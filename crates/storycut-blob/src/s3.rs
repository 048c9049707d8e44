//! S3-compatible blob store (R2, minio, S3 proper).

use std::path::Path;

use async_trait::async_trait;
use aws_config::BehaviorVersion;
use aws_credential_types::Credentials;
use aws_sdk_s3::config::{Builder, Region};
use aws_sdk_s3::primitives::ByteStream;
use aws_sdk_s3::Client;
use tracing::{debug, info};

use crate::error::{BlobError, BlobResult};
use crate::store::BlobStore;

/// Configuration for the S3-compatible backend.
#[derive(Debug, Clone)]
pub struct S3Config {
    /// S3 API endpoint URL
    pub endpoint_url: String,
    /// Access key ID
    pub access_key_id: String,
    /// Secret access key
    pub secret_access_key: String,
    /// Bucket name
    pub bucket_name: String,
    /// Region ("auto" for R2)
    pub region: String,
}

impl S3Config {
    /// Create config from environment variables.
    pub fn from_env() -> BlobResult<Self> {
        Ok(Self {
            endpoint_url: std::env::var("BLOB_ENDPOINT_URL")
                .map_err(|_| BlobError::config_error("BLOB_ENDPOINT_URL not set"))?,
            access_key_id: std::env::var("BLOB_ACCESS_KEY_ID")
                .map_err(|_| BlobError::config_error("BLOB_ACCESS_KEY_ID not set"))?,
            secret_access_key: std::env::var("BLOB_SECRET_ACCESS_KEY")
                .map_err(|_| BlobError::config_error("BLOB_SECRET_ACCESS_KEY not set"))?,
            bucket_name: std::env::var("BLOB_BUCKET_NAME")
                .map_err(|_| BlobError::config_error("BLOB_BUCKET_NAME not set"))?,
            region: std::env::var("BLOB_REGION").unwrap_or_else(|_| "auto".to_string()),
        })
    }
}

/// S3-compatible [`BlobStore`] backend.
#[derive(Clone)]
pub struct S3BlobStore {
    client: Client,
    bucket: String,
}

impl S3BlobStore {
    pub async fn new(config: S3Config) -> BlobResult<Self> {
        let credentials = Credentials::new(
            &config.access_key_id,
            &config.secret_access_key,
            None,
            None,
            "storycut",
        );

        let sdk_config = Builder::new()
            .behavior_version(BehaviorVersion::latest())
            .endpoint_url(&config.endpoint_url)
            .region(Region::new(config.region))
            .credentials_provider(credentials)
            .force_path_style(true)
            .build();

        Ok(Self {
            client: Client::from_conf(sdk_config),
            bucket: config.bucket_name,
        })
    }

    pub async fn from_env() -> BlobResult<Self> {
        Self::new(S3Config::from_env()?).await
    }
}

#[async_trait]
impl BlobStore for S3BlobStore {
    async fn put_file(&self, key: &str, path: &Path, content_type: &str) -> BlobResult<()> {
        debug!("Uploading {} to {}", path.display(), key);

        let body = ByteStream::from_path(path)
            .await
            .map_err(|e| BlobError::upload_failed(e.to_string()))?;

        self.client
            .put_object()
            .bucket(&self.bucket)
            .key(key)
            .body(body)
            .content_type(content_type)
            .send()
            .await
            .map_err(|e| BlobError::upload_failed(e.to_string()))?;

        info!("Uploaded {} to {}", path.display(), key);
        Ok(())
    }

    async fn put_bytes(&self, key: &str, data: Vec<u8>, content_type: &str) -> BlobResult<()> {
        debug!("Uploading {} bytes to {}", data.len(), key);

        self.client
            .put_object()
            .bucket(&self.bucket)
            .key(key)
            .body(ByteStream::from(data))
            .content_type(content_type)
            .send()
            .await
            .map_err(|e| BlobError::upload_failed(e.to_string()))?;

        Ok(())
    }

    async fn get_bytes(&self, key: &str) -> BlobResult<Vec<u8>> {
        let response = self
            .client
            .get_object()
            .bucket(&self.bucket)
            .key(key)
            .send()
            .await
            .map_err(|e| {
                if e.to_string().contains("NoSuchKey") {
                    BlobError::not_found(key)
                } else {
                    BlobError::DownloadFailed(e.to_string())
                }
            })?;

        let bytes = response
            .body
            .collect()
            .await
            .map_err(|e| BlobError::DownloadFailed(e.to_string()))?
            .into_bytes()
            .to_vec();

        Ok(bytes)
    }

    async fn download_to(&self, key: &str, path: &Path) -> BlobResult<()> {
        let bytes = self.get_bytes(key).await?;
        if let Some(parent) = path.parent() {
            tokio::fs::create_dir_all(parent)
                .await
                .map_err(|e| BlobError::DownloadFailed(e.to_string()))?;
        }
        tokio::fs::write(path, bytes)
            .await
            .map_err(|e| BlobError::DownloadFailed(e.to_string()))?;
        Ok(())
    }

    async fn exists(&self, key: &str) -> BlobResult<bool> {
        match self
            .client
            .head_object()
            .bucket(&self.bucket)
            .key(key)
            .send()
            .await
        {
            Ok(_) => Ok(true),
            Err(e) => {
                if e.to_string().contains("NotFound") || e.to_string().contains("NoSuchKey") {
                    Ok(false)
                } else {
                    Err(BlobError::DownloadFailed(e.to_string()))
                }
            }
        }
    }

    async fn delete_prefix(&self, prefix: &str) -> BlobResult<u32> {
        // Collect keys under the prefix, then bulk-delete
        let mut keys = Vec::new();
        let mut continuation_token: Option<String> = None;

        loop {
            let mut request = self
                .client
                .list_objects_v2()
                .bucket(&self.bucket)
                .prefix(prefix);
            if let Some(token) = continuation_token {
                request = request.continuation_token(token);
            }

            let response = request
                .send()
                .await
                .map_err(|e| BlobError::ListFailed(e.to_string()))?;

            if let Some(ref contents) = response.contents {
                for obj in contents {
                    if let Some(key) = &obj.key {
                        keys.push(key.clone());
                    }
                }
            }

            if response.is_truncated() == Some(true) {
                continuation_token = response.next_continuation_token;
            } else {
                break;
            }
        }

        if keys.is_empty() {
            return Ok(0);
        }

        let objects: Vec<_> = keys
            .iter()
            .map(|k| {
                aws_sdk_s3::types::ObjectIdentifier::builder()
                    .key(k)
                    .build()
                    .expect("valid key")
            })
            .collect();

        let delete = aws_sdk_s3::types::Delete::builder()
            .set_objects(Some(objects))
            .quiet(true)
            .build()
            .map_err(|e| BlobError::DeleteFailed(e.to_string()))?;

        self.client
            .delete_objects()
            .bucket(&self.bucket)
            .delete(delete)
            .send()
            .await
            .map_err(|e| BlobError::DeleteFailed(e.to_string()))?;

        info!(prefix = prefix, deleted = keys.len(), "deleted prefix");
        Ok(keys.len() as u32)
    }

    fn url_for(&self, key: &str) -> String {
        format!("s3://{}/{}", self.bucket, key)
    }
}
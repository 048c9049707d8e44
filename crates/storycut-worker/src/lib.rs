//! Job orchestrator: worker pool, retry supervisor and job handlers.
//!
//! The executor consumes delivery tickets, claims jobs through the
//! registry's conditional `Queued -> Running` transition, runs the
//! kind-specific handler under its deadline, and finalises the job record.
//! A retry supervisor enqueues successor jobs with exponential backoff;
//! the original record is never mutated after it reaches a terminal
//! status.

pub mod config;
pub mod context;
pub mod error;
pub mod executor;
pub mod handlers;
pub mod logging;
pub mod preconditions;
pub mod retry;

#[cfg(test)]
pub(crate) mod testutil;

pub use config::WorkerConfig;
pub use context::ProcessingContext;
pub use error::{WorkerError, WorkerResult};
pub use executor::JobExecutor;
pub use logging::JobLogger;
===
TASK ITEM: What is the number of lines in the records above that include the word "keys"? Reply with that number and nothing more.

REPLY: 7